Official 10th C. documents written in a Romance vernacular in Italy

The Placiti Cassinesi are four official juridical documents written between 960 and 963 in southern Italy, regarding disputes on several lands among three Benedictine monasteries and some local landowners. They are considered the first extant documents written in a Romance vernacular of Italy, along with the Veronese Riddle and the Commodilla catacomb inscription.

==Text==
Original text:
Sao ko kelle terre, per kelle fini que ki contene, trenta anni le possette parte Sancti Benedicti.
Sao cco kelle terre, per kelle fini que tebe monstrai, Pergoaldi foro, que ki contene, et trenta anni le possette.
Kella terra, per kelle fini que bobe mostrai, sancte Marie è, et trenta anni la posset parte sancte Marie.
Sao cco kelle terre, per kelle fini que tebe mostrai, trenta anni le possette parte sancte Marie.
Translation:
"I know that these lands, within the borders shown here, have been owned by the monastery of St.
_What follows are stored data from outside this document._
use std::{
    collections::HashMap,
    sync::{
        atomic::{AtomicU64, Ordering},
        Arc, Mutex,
    },
};

use anyhow::{anyhow, Result};
use async_trait::async_trait;
use futures::{stream::BoxStream, StreamExt};
use shared::{
    domain::TypingPresenceEntry,
    protocol::{DataChange, PresenceEvent, Topic},
};
use tokio::sync::{broadcast, watch};
use tokio_stream::wrappers::{errors::BroadcastStreamRecvError, BroadcastStream};
use tracing::{debug, warn};

const TOPIC_CHANNEL_CAPACITY: usize = 256;

pub type DataStream = BoxStream<'static, DataChange>;
pub type PresenceStream = BoxStream<'static, PresenceEvent>;

/// Topic-scoped publish/subscribe collaborator.
///
/// Presence published through a bus belongs to that bus connection: it is
/// withdrawn explicitly or when the connection goes away.
///
/// Several holders may share one connection. Every subscribe is paired with
/// one `unsubscribe` and every `publish_presence` with one
/// `withdraw_presence`; a topic is only closed, or its presence withdrawn,
/// when the last holder lets go.
#[async_trait]
pub trait RealtimeBus: Send + Sync {
    async fn subscribe_data(&self, topic: Topic) -> Result<DataStream>;
    /// The first event of a presence stream is a `Sync` snapshot.
    async fn subscribe_presence(&self, topic: Topic) -> Result<PresenceStream>;
    async fn unsubscribe(&self, topic: Topic) -> Result<()>;
    async fn publish_presence(&self, topic: Topic, entry: TypingPresenceEntry) -> Result<()>;
    async fn withdraw_presence(&self, topic: Topic) -> Result<()>;
}

struct TopicChannels {
    data: broadcast::Sender<DataChange>,
    presence: broadcast::Sender<PresenceEvent>,
    tracked: HashMap<u64, TypingPresenceEntry>,
}

impl TopicChannels {
    fn new() -> Self {
        Self {
            data: broadcast::channel(TOPIC_CHANNEL_CAPACITY).0,
            presence: broadcast::channel(TOPIC_CHANNEL_CAPACITY).0,
            tracked: HashMap::new(),
        }
    }

    fn snapshot(&self) -> Vec<TypingPresenceEntry> {
        let mut entries = self.tracked.values().cloned().collect::<Vec<_>>();
        entries.sort_by_key(|entry| entry.user_id);
        entries
    }
}

/// Holder counts per topic for one bus connection.
#[derive(Default)]
pub(crate) struct Holders(HashMap<Topic, usize>);

impl Holders {
    /// True for the first holder of `topic`.
    pub(crate) fn acquire(&mut self, topic: Topic) -> bool {
        let count = self.0.entry(topic).or_insert(0);
        *count += 1;
        *count == 1
    }

    /// True once no holder of `topic` is left.
    pub(crate) fn release(&mut self, topic: Topic) -> bool {
        match self.0.get_mut(&topic) {
            Some(count) if *count > 1 => {
                *count -= 1;
                false
            }
            _ => {
                self.0.remove(&topic);
                true
            }
        }
    }
}

/// In-process topic hub. Every [`LocalBus`] handed out by [`LocalHub::connect`]
/// is one connection.
#[derive(Default)]
pub struct LocalHub {
    topics: Mutex<HashMap<Topic, TopicChannels>>,
    next_connection: AtomicU64,
}

impl LocalHub {
    pub fn new() -> Arc<Self> {
        Arc::new(Self::default())
    }

    pub fn connect(self: &Arc<Self>) -> LocalBus {
        let connection = self.next_connection.fetch_add(1, Ordering::Relaxed);
        LocalBus {
            hub: Arc::clone(self),
            connection,
            subscriptions: Mutex::new(Subscriptions::default()),
            presence: Mutex::new(Holders::default()),
        }
    }

    /// Fans a data change out to every subscriber of `topic`.
    pub fn publish_data(&self, topic: Topic, change: DataChange) {
        let Ok(topics) = self.topics.lock() else {
            warn!(%topic, "bus: hub state poisoned, dropping data change");
            return;
        };
        if let Some(channels) = topics.get(&topic) {
            let delivered = channels.data.send(change).unwrap_or(0);
            debug!(%topic, delivered, "bus: published data change");
        }
    }

    pub fn presence_snapshot(&self, topic: Topic) -> Vec<TypingPresenceEntry> {
        self.topics
            .lock()
            .map(|topics| topics.get(&topic).map(TopicChannels::snapshot).unwrap_or_default())
            .unwrap_or_default()
    }

    fn data_receiver(&self, topic: Topic) -> Result<broadcast::Receiver<DataChange>> {
        let mut topics = self
            .topics
            .lock()
            .map_err(|_| anyhow!("bus hub state poisoned"))?;
        Ok(topics
            .entry(topic)
            .or_insert_with(TopicChannels::new)
            .data
            .subscribe())
    }

    fn presence_receiver(
        &self,
        topic: Topic,
    ) -> Result<(broadcast::Receiver<PresenceEvent>, Vec<TypingPresenceEntry>)> {
        let mut topics = self
            .topics
            .lock()
            .map_err(|_| anyhow!("bus hub state poisoned"))?;
        let channels = topics.entry(topic).or_insert_with(TopicChannels::new);
        Ok((channels.presence.subscribe(), channels.snapshot()))
    }

    fn track(&self, connection: u64, topic: Topic, entry: TypingPresenceEntry) -> Result<()> {
        let mut topics = self
            .topics
            .lock()
            .map_err(|_| anyhow!("bus hub state poisoned"))?;
        let channels = topics.entry(topic).or_insert_with(TopicChannels::new);
        channels.tracked.insert(connection, entry.clone());
        let _ = channels.presence.send(PresenceEvent::Join(vec![entry]));
        Ok(())
    }

    fn untrack(&self, connection: u64, topic: Topic) {
        let Ok(mut topics) = self.topics.lock() else {
            return;
        };
        let Some(channels) = topics.get_mut(&topic) else {
            return;
        };
        if let Some(entry) = channels.tracked.remove(&connection) {
            let _ = channels.presence.send(PresenceEvent::Leave(vec![entry]));
        }
    }

    fn untrack_all(&self, connection: u64) {
        let Ok(mut topics) = self.topics.lock() else {
            return;
        };
        for (topic, channels) in topics.iter_mut() {
            if let Some(entry) = channels.tracked.remove(&connection) {
                debug!(%topic, user_id = entry.user_id.0, "bus: presence withdrawn on disconnect");
                let _ = channels.presence.send(PresenceEvent::Leave(vec![entry]));
            }
        }
    }
}

#[derive(Default)]
struct Subscriptions {
    holders: Holders,
    closed: HashMap<Topic, watch::Sender<bool>>,
}

/// One connection to a [`LocalHub`]. Dropping it withdraws its presence.
pub struct LocalBus {
    hub: Arc<LocalHub>,
    connection: u64,
    subscriptions: Mutex<Subscriptions>,
    presence: Mutex<Holders>,
}

impl LocalBus {
    pub fn hub(&self) -> &Arc<LocalHub> {
        &self.hub
    }

    fn closed_signal(&self, topic: Topic) -> Result<watch::Receiver<bool>> {
        let mut subscriptions = self
            .subscriptions
            .lock()
            .map_err(|_| anyhow!("bus subscriptions poisoned"))?;
        subscriptions.holders.acquire(topic);
        let sender = subscriptions
            .closed
            .entry(topic)
            .or_insert_with(|| watch::channel(false).0);
        Ok(sender.subscribe())
    }
}

/// Broadcast receiver as a stream; lag is logged and skipped.
pub(crate) fn lossy_stream<T>(
    topic: Topic,
    receiver: broadcast::Receiver<T>,
) -> BoxStream<'static, T>
where
    T: Clone + Send + 'static,
{
    BroadcastStream::new(receiver)
        .filter_map(move |item| async move {
            match item {
                Ok(value) => Some(value),
                Err(BroadcastStreamRecvError::Lagged(skipped)) => {
                    warn!(%topic, skipped, "bus: subscriber lagged, events dropped");
                    None
                }
            }
        })
        .boxed()
}

fn until_closed<T>(
    topic: Topic,
    receiver: broadcast::Receiver<T>,
    mut closed: watch::Receiver<bool>,
) -> BoxStream<'static, T>
where
    T: Clone + Send + 'static,
{
    lossy_stream(topic, receiver)
        .take_until(async move {
            while !*closed.borrow_and_update() {
                if closed.changed().await.is_err() {
                    break;
                }
            }
        })
        .boxed()
}

#[async_trait]
impl RealtimeBus for LocalBus {
    async fn subscribe_data(&self, topic: Topic) -> Result<DataStream> {
        let closed = self.closed_signal(topic)?;
        let receiver = self.hub.data_receiver(topic)?;
        Ok(until_closed(topic, receiver, closed))
    }

    async fn subscribe_presence(&self, topic: Topic) -> Result<PresenceStream> {
        let closed = self.closed_signal(topic)?;
        let (receiver, snapshot) = self.hub.presence_receiver(topic)?;
        let initial = futures::stream::once(async move { PresenceEvent::Sync(snapshot) });
        Ok(initial
            .chain(until_closed(topic, receiver, closed))
            .boxed())
    }

    async fn unsubscribe(&self, topic: Topic) -> Result<()> {
        let removed = {
            let mut subscriptions = self
                .subscriptions
                .lock()
                .map_err(|_| anyhow!("bus subscriptions poisoned"))?;
            if !subscriptions.holders.release(topic) {
                return Ok(());
            }
            subscriptions.closed.remove(&topic)
        };
        if let Some(closed) = removed {
            let _ = closed.send(true);
        }
        Ok(())
    }

    async fn publish_presence(&self, topic: Topic, entry: TypingPresenceEntry) -> Result<()> {
        self.presence
            .lock()
            .map_err(|_| anyhow!("bus presence poisoned"))?
            .acquire(topic);
        let tracked = self.hub.track(self.connection, topic, entry);
        if tracked.is_err() {
            if let Ok(mut presence) = self.presence.lock() {
                presence.release(topic);
            }
        }
        tracked
    }

    async fn withdraw_presence(&self, topic: Topic) -> Result<()> {
        let last = self
            .presence
            .lock()
            .map_err(|_| anyhow!("bus presence poisoned"))?
            .release(topic);
        if last {
            self.hub.untrack(self.connection, topic);
        }
        Ok(())
    }
}

impl Drop for LocalBus {
    fn drop(&mut self) {
        self.hub.untrack_all(self.connection);
        if let Ok(mut subscriptions) = self.subscriptions.lock() {
            for (_, closed) in subscriptions.closed.drain() {
                let _ = closed.send(true);
            }
        }
    }
}

#[cfg(test)]
#[path = "tests/bus_tests.rs"]
mod tests;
Benedict for thirty years."
"I know that these lands, within the borders that I have shown you, belonged to Pergoaldo, and he has owned them for thirty years."
"This land, within the borders that I have shown you, is property of Saint Mary, and the monastery of Saint Mary has owned it for thirty years."
"I know those lands, within the borders that I have shown you, have been owned by the monastery of Saint Mary for thirty years."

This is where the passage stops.